You’re in good company. It’s thought that about one in five people suffer from insomnia – any kind of sleep problem enough to stop you functioning on top form during the day. It’s a myth that everyone needs eight hours of sleep a night – while most need six to eight hours, some people can cope perfectly on five.
Most people are naturally more alert either late at night or early in the morning – the ‘owl’ and the ‘lark’ – and if you’re getting enough sleep to avoid feeling drowsy in the day, waking every day at 5.30am isn’t abnormal. In fact, one of the most common expert tips for people suffering from insomnia is to set your alarm at the same time every day, including weekends, to reset your body clock into a regular rhythm. However, if you’ve always been able to sleep through until later, you should be looking for another cause.

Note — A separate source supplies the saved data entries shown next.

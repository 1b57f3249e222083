use std::path::PathBuf;

use chrono::NaiveDate;
use clap::{Args, Parser, Subcommand};

use crate::{
    conditions::{ConditionSet, DateRange, DatePreset},
    data::parse_naive_date,
    query::ValueListing,
};

#[derive(Debug, Parser)]
#[command(
    author,
    version,
    about = "Query and import instant-lottery redemption records",
    long_about = None
)]
pub struct Cli {
    /// YAML config file (database path, table name, column overrides)
    #[arg(long, global = true)]
    pub config: Option<PathBuf>,
    /// SQLite database file, overrides the config
    #[arg(long, global = true)]
    pub database: Option<PathBuf>,
    /// Redemption table name, overrides the config
    #[arg(long, global = true)]
    pub table: Option<String>,
    #[command(subcommand)]
    pub command: Commands,
}

#[derive(Debug, Subcommand)]
pub enum Commands {
    /// List redemption records matching the filters
    Query(QueryArgs),
    /// Count matching records per play method
    Stats(StatsArgs),
    /// List distinct regions or play methods
    Values(ValuesArgs),
    /// Import a CSV/TSV/workbook extract, skipping records already stored
    Import(ImportArgs),
    /// Bring the table in line with the column catalog
    Reconcile,
    /// Check the database connection and report the table size
    Check,
    /// Write the default configuration to a YAML file
    InitConfig(InitConfigArgs),
}

#[derive(Debug, Args, Default)]
pub struct FilterArgs {
    /// Redemption unit (兑奖单位)
    #[arg(long)]
    pub region: Option<String>,
    /// Redemption site (兑奖站点)
    #[arg(long = "redeem-site")]
    pub redeem_site: Option<String>,
    /// Play method (方案名称); repeat or separate with commas
    #[arg(long = "play-method", value_delimiter = ',', action = clap::ArgAction::Append)]
    pub play_methods: Vec<String>,
    /// Prize amount for one play method, e.g. 即开A=50; repeatable
    #[arg(long = "prize", value_parser = parse_prize, action = clap::ArgAction::Append)]
    pub prizes: Vec<(String, String)>,
    /// First redemption day (inclusive)
    #[arg(long = "redeem-from", value_parser = parse_date_arg, requires = "redeem_to", conflicts_with = "redeem_period")]
    pub redeem_from: Option<NaiveDate>,
    /// Last redemption day (inclusive)
    #[arg(long = "redeem-to", value_parser = parse_date_arg, requires = "redeem_from")]
    pub redeem_to: Option<NaiveDate>,
    /// Relative redemption period
    #[arg(long = "redeem-period", value_enum)]
    pub redeem_period: Option<DatePreset>,
    /// First sale day (inclusive)
    #[arg(long = "sale-from", value_parser = parse_date_arg, requires = "sale_to", conflicts_with = "sale_period")]
    pub sale_from: Option<NaiveDate>,
    /// Last sale day (inclusive)
    #[arg(long = "sale-to", value_parser = parse_date_arg, requires = "sale_from")]
    pub sale_to: Option<NaiveDate>,
    /// Relative sale period
    #[arg(long = "sale-period", value_enum)]
    pub sale_period: Option<DatePreset>,
}

impl FilterArgs {
    /// Builds the condition set; presets are resolved against `today`.
    pub fn to_conditions(&self, today: NaiveDate) -> ConditionSet {
        let (redeem_from, redeem_to) =
            bounds(self.redeem_from, self.redeem_to, self.redeem_period, today);
        let (sale_from, sale_to) = bounds(self.sale_from, self.sale_to, self.sale_period, today);
        let builder = ConditionSet::builder()
            .region(self.region.as_deref().unwrap_or_default())
            .redeem_site(self.redeem_site.as_deref().unwrap_or_default())
            .play_methods(&self.play_methods)
            .redeem_time(redeem_from, redeem_to)
            .sale_time(sale_from, sale_to);
        self.prizes
            .iter()
            .fold(builder, |builder, (method, amount)| {
                builder.prize_condition(method, amount)
            })
            .build()
    }
}

fn bounds(
    from: Option<NaiveDate>,
    to: Option<NaiveDate>,
    preset: Option<DatePreset>,
    today: NaiveDate,
) -> (Option<NaiveDate>, Option<NaiveDate>) {
    match preset.map(|preset| preset.range(today)) {
        Some(DateRange { start, end }) => (Some(start), Some(end)),
        None => (from, to),
    }
}

#[derive(Debug, Args)]
pub struct QueryArgs {
    #[command(flatten)]
    pub filters: FilterArgs,
    /// Write matching rows to this CSV or .xlsx file ('-' for stdout) instead of a table
    #[arg(short, long)]
    pub output: Option<PathBuf>,
    /// Character encoding of the output file (defaults to utf-8)
    #[arg(long = "output-encoding")]
    pub output_encoding: Option<String>,
    /// Prefix UTF-8 output with a byte-order mark (helps spreadsheet apps)
    #[arg(long)]
    pub bom: bool,
    /// CSV delimiter character for --output (supports ',', 'tab', ';', '|')
    #[arg(long, value_parser = parse_delimiter)]
    pub delimiter: Option<u8>,
    /// Maximum number of rows to return
    #[arg(long)]
    pub limit: Option<usize>,
    /// Print the compiled SQL with parameters inlined
    #[arg(long = "show-sql")]
    pub show_sql: bool,
}

#[derive(Debug, Args)]
pub struct StatsArgs {
    #[command(flatten)]
    pub filters: FilterArgs,
    /// Print the compiled SQL with parameters inlined
    #[arg(long = "show-sql")]
    pub show_sql: bool,
}

#[derive(Debug, Args)]
pub struct ValuesArgs {
    /// Which column to list
    #[arg(value_enum)]
    pub listing: ValueListing,
}

#[derive(Debug, Args)]
pub struct ImportArgs {
    /// Extract file (.csv, .tsv, .xlsx, .xls, .ods)
    #[arg(short = 'i', long = "input")]
    pub input: PathBuf,
    /// CSV delimiter character (supports ',', 'tab', ';', '|')
    #[arg(long, value_parser = parse_delimiter)]
    pub delimiter: Option<u8>,
    /// Character encoding of the input file (defaults to utf-8)
    #[arg(long = "input-encoding")]
    pub input_encoding: Option<String>,
    /// Worksheet to read from a workbook (defaults to the first)
    #[arg(long)]
    pub sheet: Option<String>,
    /// Warn about each duplicate record instead of skipping silently
    #[arg(long = "report-duplicates")]
    pub report_duplicates: bool,
}

#[derive(Debug, Args)]
pub struct InitConfigArgs {
    /// Destination YAML file
    #[arg(short, long, default_value = "scratch-ledger.yaml")]
    pub output: PathBuf,
    /// Replace the file if it already exists
    #[arg(long)]
    pub force: bool,
}

pub fn parse_delimiter(value: &str) -> Result<u8, String> {
    match value {
        "tab" | "\t" => Ok(b'\t'),
        "comma" | "," => Ok(b','),
        "|" | "pipe" => Ok(b'|'),
        ";" | "semicolon" => Ok(b';'),
        other => {
            let mut chars = other.chars();
            let first = chars
                .next()
                .ok_or_else(|| "Delimiter cannot be empty".to_string())?;
            if chars.next().is_some() {
                return Err("Delimiter must be a single character".to_string());
            }
            if !first.is_ascii() {
                return Err("Delimiter must be ASCII".to_string());
            }
            Ok(first as u8)
        }
    }
}

fn parse_date_arg(value: &str) -> Result<NaiveDate, String> {
    parse_naive_date(value).map_err(|err| err.to_string())
}

fn parse_prize(value: &str) -> Result<(String, String), String> {
    let (method, amount) = value
        .split_once('=')
        .ok_or_else(|| format!("Expected METHOD=AMOUNT, got '{value}'"))?;
    let method = method.trim();
    if method.is_empty() {
        return Err(format!("Play method missing in '{value}'"));
    }
    Ok((method.to_string(), amount.trim().to_string()))
}

#[cfg(test)]
mod tests {
    use super::*;

    fn ymd(y: i32, m: u32, d: u32) -> NaiveDate {
        NaiveDate::from_ymd_opt(y, m, d).unwrap()
    }

    #[test]
    fn parse_prize_splits_on_first_equals() {
        assert_eq!(
            parse_prize("即开A=50").unwrap(),
            ("即开A".to_string(), "50".to_string())
        );
        assert_eq!(parse_prize("A=").unwrap(), ("A".to_string(), String::new()));
        assert!(parse_prize("A50").is_err());
        assert!(parse_prize("=50").is_err());
    }

    #[test]
    fn presets_replace_explicit_bounds() {
        let args = FilterArgs {
            redeem_period: Some(DatePreset::ThisMonth),
            ..FilterArgs::default()
        };
        let conditions = args.to_conditions(ymd(2025, 2, 10));
        let range = conditions.redeem_time().unwrap();
        assert_eq!((range.start, range.end), (ymd(2025, 2, 1), ymd(2025, 2, 28)));
        assert!(conditions.sale_time().is_none());
    }

    #[test]
    fn filter_args_feed_builder() {
        let args = FilterArgs {
            region: Some(" 北京 ".into()),
            play_methods: vec!["A".into(), "B".into(), "A".into()],
            prizes: vec![("A".into(), "50".into()), ("A".into(), "100".into())],
            sale_from: Some(ymd(2025, 1, 1)),
            sale_to: Some(ymd(2025, 1, 31)),
            ..FilterArgs::default()
        };
        let conditions = args.to_conditions(ymd(2025, 6, 1));
        assert_eq!(conditions.region(), Some("北京"));
        assert_eq!(conditions.play_methods(), ["A".to_string(), "B".to_string()]);
        assert_eq!(
            conditions.prize_conditions(),
            [("A".to_string(), "100".to_string())]
        );
        assert!(conditions.sale_time().is_some());
    }

    #[test]
    fn cli_parses_query_flags() {
        let cli = Cli::try_parse_from([
            "scratch-ledger",
            "--database",
            "x.db",
            "query",
            "--play-method",
            "A,B",
            "--prize",
            "A=50",
            "--redeem-from",
            "2025-01-01",
            "--redeem-to",
            "2025-01-31",
            "--show-sql",
        ])
        .unwrap();
        assert_eq!(cli.database, Some(PathBuf::from("x.db")));
        let Commands::Query(args) = cli.command else {
            panic!("expected query");
        };
        assert_eq!(args.filters.play_methods, vec!["A", "B"]);
        assert_eq!(args.filters.redeem_to, Some(ymd(2025, 1, 31)));
        assert!(args.show_sql);
    }

    #[test]
    fn half_open_date_flags_are_rejected() {
        assert!(
            Cli::try_parse_from(["scratch-ledger", "query", "--redeem-from", "2025-01-01"]).is_err()
        );
    }
}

Some experts believe that the most common problem is the occasional poor night’s sleep, which makes people anxious the next night that they won’t sleep. This in turn raises adrenaline levels when you get to the bedroom, and this in turn leads to more wakefulness and a vicious cycle of anxiety over sleeping.
But there are lots of other factors which can contribute. Some people are very sensitive to the effects of caffeine on levels of alertness, so it may be worth avoiding caffeine (coffee, tea, chocolate, some painkillers and caffeinated soft drinks) after 4pm or even completely for a couple of weeks. Alcohol may help you get to sleep but it interferes with the quality of sleep and tends to lead to early morning wakening. Several medications can also interfere with your sleep pattern – ask your pharmacist. Depression is also a common cause of poor sleep – the ‘classic’ sleep disturbance associated with depression is early morning waking, although it can cause problems getting to sleep, disturbed sleep or even sleeping too much.
It may be worth starting off by calculating how much time you’re actually spending sleeping – from the time you get off to sleep (don’t clock-watch as this can increase anxiety) until the time you wake up – every night for a week. If you’re tired in the day, add an hour to this and use this as your baseline sleep level to aim for by adjusting your bedtime. Then try to get your sleep rhythm back:
- Keep your bedroom for sleeping only, apart from reading or watching TV for 15-30 minutes before you turn the light out
- Don’t turn the lights out until you’re sleepy
- If you spend more than half an hour wide awake, get up and do something else, only going back to bed when you’re tired again
- Don’t take naps during the day if possible – if you do, not for more than half an hour and not after about 3pm
- If you’re waking every morning at 5 or 5.30, get up at this time every day to begin with.
Once you’ve got your sleep pattern back in synch by getting into this sort of pattern, you can start trying to get up a bit later.
Dr. Sarah Jarvis
Please consult a doctor or other health care professional if you have health concerns or for diagnosis and treatment of medical conditions.